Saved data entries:
-------

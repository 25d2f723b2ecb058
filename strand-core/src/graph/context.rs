//! The view a node behavior gets of the graph.

use std::borrow::Cow;

use super::container::Graph;
use super::edge::EdgeId;
use super::node::{Node, NodeId};
use super::port::{PortRef, PortSpec};
use crate::error::{GraphError, TaskError};
use crate::runtime::{NoInterrupt, Task, TaskId};
use crate::value::Value;

/// Exclusive access to the graph, scoped to one node.
///
/// Port names are resolved against the node the context was created for.
/// The full graph stays reachable through [`graph`](Self::graph) for node
/// types that manage other nodes.
pub struct NodeContext<'g> {
    graph: &'g mut Graph,
    node: NodeId,
}

impl<'g> NodeContext<'g> {
    pub(crate) fn new(graph: &'g mut Graph, node: NodeId) -> Self {
        Self { graph, node }
    }

    pub fn id(&self) -> NodeId {
        self.node
    }

    pub fn node(&self) -> Result<&Node, GraphError> {
        self.graph
            .node(self.node)
            .ok_or(GraphError::NodeNotFound(self.node))
    }

    pub fn graph(&mut self) -> &mut Graph {
        &mut *self.graph
    }

    pub fn input(&self, name: &str) -> PortRef {
        PortRef::input(self.node, name)
    }

    pub fn output(&self, name: &str) -> PortRef {
        PortRef::output(self.node, name)
    }

    pub fn add_input(&mut self, spec: PortSpec) -> Result<PortRef, GraphError> {
        self.graph.add_input(self.node, spec)
    }

    pub fn add_output(&mut self, spec: PortSpec) -> Result<PortRef, GraphError> {
        self.graph.add_output(self.node, spec)
    }

    /// Remove an input port and every edge attached to it.
    pub fn remove_input(&mut self, name: &str) -> Result<(), GraphError> {
        let port = self.input(name);
        self.graph.remove_port(&port)
    }

    pub fn remove_output(&mut self, name: &str) -> Result<(), GraphError> {
        let port = self.output(name);
        self.graph.remove_port(&port)
    }

    pub fn is_ready(&self, port: &str) -> Result<bool, GraphError> {
        self.graph.is_input_ready(&self.input(port))
    }

    /// Whether every input port of the node is ready.
    pub fn all_inputs_ready(&self) -> Result<bool, GraphError> {
        let node = self.node()?;
        for port in node.inputs() {
            if !self.graph.is_input_ready(port.key())? {
                return Ok(false);
            }
        }
        Ok(true)
    }

    pub fn read(&mut self, port: &str) -> Result<Value, GraphError> {
        let port = self.input(port);
        self.graph.read_input(&port)
    }

    pub fn read_all(&mut self, port: &str) -> Result<Vec<Value>, GraphError> {
        let port = self.input(port);
        self.graph.read_inputs(&port)
    }

    pub fn peek(&self, edge: EdgeId) -> Result<&Value, GraphError> {
        self.graph.peek_edge(edge)
    }

    pub fn push(&mut self, port: &str, data: Value) -> Result<(), GraphError> {
        let port = self.output(port);
        self.graph.push_output(&port, data, false)
    }

    /// Push and keep the value for edges attached later.
    pub fn push_retained(&mut self, port: &str, data: Value) -> Result<(), GraphError> {
        let port = self.output(port);
        self.graph.push_output(&port, data, true)
    }

    /// Spawn nested work onto the scheduler stack.
    pub fn spawn<F>(&self, name: impl Into<Cow<'static, str>>, body: F) -> TaskId
    where
        F: FnOnce(&mut Graph) -> Result<(), TaskError> + Send + 'static,
    {
        self.graph.handle().spawn(Task::new(name, body))
    }

    /// Queue independent work behind everything already submitted.
    pub fn schedule<F>(&self, name: impl Into<Cow<'static, str>>, body: F) -> TaskId
    where
        F: FnOnce(&mut Graph) -> Result<(), TaskError> + Send + 'static,
    {
        self.graph.handle().submit(Task::new(name, body))
    }

    /// Spawn a prepared task (for example a resumable one) onto the stack.
    pub fn spawn_task(&self, task: Task<Graph>) -> TaskId {
        self.graph.handle().spawn(task)
    }

    pub fn checkpoint(&self) -> Result<(), TaskError> {
        self.graph.handle().checkpoint()
    }

    pub fn no_interrupt(&self) -> NoInterrupt {
        self.graph.handle().no_interrupt()
    }

    pub fn register_name(&mut self, name: impl Into<String>) -> Result<(), GraphError> {
        self.graph.register_name(self.node, name)
    }

    pub fn lookup(&self, name: &str) -> Option<NodeId> {
        self.graph.lookup(name)
    }

    /// Build a behavior error attributed to this node.
    pub fn fail(&self, message: impl Into<String>) -> GraphError {
        GraphError::Behavior {
            node: self.node,
            message: message.into(),
        }
    }
}

impl std::fmt::Debug for NodeContext<'_> {
    fn fmt(&self, f: &mut std::fmt::Formatter<'_>) -> std::fmt::Result {
        f.debug_struct("NodeContext")
            .field("node", &self.node)
            .finish()
    }
}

-------

> [HOW TO COMPLETE THIS TASK] Could you repeat every record word for word?

> [ANSWER]
repository 25d2f723b2ecb058
filename strand-core/src/graph/context.rs
//! The view a node behavior gets of the graph.

use std::borrow::Cow;

use super::container::Graph;
use super::edge::EdgeId;
use super::node::{Node, NodeId};
use super::port::{PortRef, PortSpec};
use crate::error::{GraphError, TaskError};
use crate::runtime::{NoInterrupt, Task, TaskId};
use crate::value::Value;

/// Exclusive access to the graph, scoped to one node.
///
/// Port names are resolved against the node the context was created for.
/// The full graph stays reachable through [`graph`](Self::graph) for node
/// types that manage other nodes.
pub struct NodeContext<'g> {
    graph: &'g mut Graph,
    node: NodeId,
}

impl<'g> NodeContext<'g> {
    pub(crate) fn new(graph: &'g mut Graph, node: NodeId) -> Self {
        Self { graph, node }
    }

    pub fn id(&self) -> NodeId {
        self.node
    }

    pub fn node(&self) -> Result<&Node, GraphError> {
        self.graph
            .node(self.node)
            .ok_or(GraphError::NodeNotFound(self.node))
    }

    pub fn graph(&mut self) -> &mut Graph {
        &mut *self.graph
    }

    pub fn input(&self, name: &str) -> PortRef {
        PortRef::input(self.node, name)
    }

    pub fn output(&self, name: &str) -> PortRef {
        PortRef::output(self.node, name)
    }

    pub fn add_input(&mut self, spec: PortSpec) -> Result<PortRef, GraphError> {
        self.graph.add_input(self.node, spec)
    }

    pub fn add_output(&mut self, spec: PortSpec) -> Result<PortRef, GraphError> {
        self.graph.add_output(self.node, spec)
    }

    /// Remove an input port and every edge attached to it.
    pub fn remove_input(&mut self, name: &str) -> Result<(), GraphError> {
        let port = self.input(name);
        self.graph.remove_port(&port)
    }

    pub fn remove_output(&mut self, name: &str) -> Result<(), GraphError> {
        let port = self.output(name);
        self.graph.remove_port(&port)
    }

    pub fn is_ready(&self, port: &str) -> Result<bool, GraphError> {
        self.graph.is_input_ready(&self.input(port))
    }

    /// Whether every input port of the node is ready.
    pub fn all_inputs_ready(&self) -> Result<bool, GraphError> {
        let node = self.node()?;
        for port in node.inputs() {
            if !self.graph.is_input_ready(port.key())? {
                return Ok(false);
            }
        }
        Ok(true)
    }

    pub fn read(&mut self, port: &str) -> Result<Value, GraphError> {
        let port = self.input(port);
        self.graph.read_input(&port)
    }

    pub fn read_all(&mut self, port: &str) -> Result<Vec<Value>, GraphError> {
        let port = self.input(port);
        self.graph.read_inputs(&port)
    }

    pub fn peek(&self, edge: EdgeId) -> Result<&Value, GraphError> {
        self.graph.peek_edge(edge)
    }

    pub fn push(&mut self, port: &str, data: Value) -> Result<(), GraphError> {
        let port = self.output(port);
        self.graph.push_output(&port, data, false)
    }

    /// Push and keep the value for edges attached later.
    pub fn push_retained(&mut self, port: &str, data: Value) -> Result<(), GraphError> {
        let port = self.output(port);
        self.graph.push_output(&port, data, true)
    }

    /// Spawn nested work onto the scheduler stack.
    pub fn spawn<F>(&self, name: impl Into<Cow<'static, str>>, body: F) -> TaskId
    where
        F: FnOnce(&mut Graph) -> Result<(), TaskError> + Send + 'static,
    {
        self.graph.handle().spawn(Task::new(name, body))
    }

    /// Queue independent work behind everything already submitted.
    pub fn schedule<F>(&self, name: impl Into<Cow<'static, str>>, body: F) -> TaskId
    where
        F: FnOnce(&mut Graph) -> Result<(), TaskError> + Send + 'static,
    {
        self.graph.handle().submit(Task::new(name, body))
    }

    /// Spawn a prepared task (for example a resumable one) onto the stack.
    pub fn spawn_task(&self, task: Task<Graph>) -> TaskId {
        self.graph.handle().spawn(task)
    }

    pub fn checkpoint(&self) -> Result<(), TaskError> {
        self.graph.handle().checkpoint()
    }

    pub fn no_interrupt(&self) -> NoInterrupt {
        self.graph.handle().no_interrupt()
    }

    pub fn register_name(&mut self, name: impl Into<String>) -> Result<(), GraphError> {
        self.graph.register_name(self.node, name)
    }

    pub fn lookup(&self, name: &str) -> Option<NodeId> {
        self.graph.lookup(name)
    }

    /// Build a behavior error attributed to this node.
    pub fn fail(&self, message: impl Into<String>) -> GraphError {
        GraphError::Behavior {
            node: self.node,
            message: message.into(),
        }
    }
}

impl std::fmt::Debug for NodeContext<'_> {
    fn fmt(&self, f: &mut std::fmt::Formatter<'_>) -> std::fmt::Result {
        f.debug_struct("NodeContext")
            .field("node", &self.node)
            .finish()
    }
}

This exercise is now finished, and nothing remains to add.